++++ Data excerpts ++++

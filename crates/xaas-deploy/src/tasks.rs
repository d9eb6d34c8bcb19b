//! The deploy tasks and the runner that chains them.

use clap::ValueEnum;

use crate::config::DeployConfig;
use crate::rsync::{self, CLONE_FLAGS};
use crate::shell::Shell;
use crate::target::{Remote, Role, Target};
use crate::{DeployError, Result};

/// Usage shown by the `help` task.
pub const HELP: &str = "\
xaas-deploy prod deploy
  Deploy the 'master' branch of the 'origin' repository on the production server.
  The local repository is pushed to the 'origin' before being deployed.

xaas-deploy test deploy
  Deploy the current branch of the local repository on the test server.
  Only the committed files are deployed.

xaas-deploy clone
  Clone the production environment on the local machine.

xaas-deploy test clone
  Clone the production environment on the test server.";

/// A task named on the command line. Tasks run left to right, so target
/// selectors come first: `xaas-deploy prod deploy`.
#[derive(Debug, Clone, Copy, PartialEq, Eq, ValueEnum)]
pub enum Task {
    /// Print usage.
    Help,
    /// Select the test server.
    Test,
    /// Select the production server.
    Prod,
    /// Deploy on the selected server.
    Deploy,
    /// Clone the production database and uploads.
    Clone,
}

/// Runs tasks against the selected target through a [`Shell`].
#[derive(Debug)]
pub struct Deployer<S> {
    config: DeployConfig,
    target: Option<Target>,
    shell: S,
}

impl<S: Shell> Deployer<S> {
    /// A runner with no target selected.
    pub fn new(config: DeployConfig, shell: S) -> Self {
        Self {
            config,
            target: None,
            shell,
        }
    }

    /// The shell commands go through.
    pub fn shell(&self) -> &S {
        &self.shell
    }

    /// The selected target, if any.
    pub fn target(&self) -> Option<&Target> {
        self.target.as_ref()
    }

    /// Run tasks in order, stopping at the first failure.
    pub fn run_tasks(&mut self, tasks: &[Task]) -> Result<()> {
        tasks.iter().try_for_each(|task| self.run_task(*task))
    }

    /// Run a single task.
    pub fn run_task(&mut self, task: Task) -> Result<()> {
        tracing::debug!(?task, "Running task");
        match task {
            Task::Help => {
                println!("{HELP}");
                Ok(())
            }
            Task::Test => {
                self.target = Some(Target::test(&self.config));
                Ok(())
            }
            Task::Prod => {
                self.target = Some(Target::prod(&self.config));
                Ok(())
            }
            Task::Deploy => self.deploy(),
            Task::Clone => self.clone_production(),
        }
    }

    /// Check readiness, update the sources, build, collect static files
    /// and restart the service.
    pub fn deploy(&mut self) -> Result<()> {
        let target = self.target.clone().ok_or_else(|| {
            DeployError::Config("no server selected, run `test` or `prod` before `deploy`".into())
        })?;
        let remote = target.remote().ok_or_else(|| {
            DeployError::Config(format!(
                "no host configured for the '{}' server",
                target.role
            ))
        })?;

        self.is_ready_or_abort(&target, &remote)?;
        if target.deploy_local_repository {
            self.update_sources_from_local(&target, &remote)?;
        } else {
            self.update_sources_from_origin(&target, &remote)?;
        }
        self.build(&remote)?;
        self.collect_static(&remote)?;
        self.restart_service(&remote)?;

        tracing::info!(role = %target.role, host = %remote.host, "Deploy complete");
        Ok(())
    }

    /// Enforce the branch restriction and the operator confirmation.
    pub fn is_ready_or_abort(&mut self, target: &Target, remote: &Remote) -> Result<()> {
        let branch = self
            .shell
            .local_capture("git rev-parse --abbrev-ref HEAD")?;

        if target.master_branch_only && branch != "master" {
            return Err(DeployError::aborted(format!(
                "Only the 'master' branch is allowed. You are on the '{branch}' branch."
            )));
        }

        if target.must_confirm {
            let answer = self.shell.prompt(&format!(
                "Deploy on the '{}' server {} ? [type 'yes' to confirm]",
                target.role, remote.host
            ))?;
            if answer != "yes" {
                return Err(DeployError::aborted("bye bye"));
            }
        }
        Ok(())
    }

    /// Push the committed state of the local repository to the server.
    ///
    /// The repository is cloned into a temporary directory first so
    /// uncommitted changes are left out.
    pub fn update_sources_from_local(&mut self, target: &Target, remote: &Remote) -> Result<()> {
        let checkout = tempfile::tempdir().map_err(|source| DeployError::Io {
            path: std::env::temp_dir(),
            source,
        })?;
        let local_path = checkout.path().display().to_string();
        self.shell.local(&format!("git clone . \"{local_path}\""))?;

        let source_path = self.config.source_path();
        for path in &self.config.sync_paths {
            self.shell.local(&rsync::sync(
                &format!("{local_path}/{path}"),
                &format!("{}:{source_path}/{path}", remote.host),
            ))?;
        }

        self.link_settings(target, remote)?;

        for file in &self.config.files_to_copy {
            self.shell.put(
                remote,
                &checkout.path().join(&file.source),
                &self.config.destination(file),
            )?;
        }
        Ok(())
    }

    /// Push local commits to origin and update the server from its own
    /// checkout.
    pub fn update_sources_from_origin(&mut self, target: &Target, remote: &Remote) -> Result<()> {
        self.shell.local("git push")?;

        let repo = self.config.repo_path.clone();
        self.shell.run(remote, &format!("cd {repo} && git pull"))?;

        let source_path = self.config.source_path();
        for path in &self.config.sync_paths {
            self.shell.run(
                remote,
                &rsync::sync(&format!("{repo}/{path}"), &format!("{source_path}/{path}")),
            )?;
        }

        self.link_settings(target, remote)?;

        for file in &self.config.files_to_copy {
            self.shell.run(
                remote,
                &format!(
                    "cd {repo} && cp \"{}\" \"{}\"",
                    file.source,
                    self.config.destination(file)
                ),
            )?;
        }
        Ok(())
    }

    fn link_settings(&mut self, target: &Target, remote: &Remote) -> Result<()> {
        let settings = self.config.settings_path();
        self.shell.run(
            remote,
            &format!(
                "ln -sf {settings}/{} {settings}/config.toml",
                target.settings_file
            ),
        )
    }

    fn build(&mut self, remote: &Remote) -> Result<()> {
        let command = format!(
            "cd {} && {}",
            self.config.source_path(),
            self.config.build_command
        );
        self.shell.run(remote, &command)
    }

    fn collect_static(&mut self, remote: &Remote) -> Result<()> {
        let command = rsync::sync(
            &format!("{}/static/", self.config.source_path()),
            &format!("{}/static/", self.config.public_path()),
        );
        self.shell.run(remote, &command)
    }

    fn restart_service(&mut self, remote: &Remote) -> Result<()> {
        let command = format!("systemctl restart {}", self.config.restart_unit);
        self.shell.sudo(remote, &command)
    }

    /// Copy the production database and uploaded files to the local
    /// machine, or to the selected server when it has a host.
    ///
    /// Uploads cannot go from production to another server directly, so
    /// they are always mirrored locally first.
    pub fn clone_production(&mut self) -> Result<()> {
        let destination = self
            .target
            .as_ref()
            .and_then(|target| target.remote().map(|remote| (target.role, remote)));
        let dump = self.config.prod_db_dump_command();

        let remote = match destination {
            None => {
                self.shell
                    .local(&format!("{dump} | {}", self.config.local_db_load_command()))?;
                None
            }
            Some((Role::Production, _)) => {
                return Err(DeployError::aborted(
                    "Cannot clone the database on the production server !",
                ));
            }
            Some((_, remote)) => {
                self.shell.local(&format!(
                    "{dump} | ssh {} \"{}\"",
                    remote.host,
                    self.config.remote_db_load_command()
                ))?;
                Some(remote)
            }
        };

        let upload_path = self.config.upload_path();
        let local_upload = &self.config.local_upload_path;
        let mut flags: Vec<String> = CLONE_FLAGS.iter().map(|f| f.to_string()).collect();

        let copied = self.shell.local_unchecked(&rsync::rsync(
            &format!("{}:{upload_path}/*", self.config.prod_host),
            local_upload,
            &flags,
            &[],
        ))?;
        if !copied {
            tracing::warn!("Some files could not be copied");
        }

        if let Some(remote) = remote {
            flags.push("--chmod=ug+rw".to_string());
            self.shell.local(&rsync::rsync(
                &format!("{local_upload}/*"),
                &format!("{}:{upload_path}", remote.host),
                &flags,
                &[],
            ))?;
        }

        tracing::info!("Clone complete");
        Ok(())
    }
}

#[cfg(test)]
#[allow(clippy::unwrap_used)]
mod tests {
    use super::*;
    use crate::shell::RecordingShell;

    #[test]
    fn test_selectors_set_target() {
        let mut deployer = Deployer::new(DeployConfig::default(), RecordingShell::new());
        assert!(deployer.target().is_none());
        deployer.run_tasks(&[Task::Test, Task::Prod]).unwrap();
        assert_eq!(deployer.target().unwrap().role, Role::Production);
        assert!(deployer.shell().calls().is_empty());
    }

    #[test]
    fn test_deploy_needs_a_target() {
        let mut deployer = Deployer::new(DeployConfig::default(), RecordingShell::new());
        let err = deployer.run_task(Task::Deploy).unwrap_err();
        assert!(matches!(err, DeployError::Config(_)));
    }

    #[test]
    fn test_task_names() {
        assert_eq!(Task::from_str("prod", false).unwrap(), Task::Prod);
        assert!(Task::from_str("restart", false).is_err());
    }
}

++++
++++ Data excerpts ++++

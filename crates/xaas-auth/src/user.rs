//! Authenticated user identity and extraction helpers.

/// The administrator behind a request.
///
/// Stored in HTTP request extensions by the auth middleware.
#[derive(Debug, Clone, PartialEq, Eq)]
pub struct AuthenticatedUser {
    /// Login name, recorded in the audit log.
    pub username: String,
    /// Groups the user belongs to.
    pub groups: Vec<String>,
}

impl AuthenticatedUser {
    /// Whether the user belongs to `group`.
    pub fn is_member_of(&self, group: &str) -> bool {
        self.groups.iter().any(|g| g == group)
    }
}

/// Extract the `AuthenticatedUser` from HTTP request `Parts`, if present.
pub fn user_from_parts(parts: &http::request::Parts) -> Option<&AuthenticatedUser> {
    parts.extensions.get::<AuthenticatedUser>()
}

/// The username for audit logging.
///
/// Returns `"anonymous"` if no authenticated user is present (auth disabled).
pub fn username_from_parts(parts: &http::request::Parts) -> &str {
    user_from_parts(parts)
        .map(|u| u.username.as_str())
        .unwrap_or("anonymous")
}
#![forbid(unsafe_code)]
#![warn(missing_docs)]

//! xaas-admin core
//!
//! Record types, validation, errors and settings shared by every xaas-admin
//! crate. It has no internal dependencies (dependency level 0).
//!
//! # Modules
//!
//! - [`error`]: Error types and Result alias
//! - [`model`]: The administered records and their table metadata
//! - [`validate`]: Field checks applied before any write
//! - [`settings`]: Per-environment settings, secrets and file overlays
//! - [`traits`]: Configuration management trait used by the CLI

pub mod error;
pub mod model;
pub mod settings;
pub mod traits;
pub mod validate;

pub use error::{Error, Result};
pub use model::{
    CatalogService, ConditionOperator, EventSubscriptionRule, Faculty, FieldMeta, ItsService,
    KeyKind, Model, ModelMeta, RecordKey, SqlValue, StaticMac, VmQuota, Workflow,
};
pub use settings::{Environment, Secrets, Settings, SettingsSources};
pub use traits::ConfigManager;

++++

Work instruction - Across the material, report every line that has the word "copied".

Result for this task -
        let copied = self.shell.local_unchecked(&rsync::rsync(
        if !copied {
            tracing::warn!("Some files could not be copied");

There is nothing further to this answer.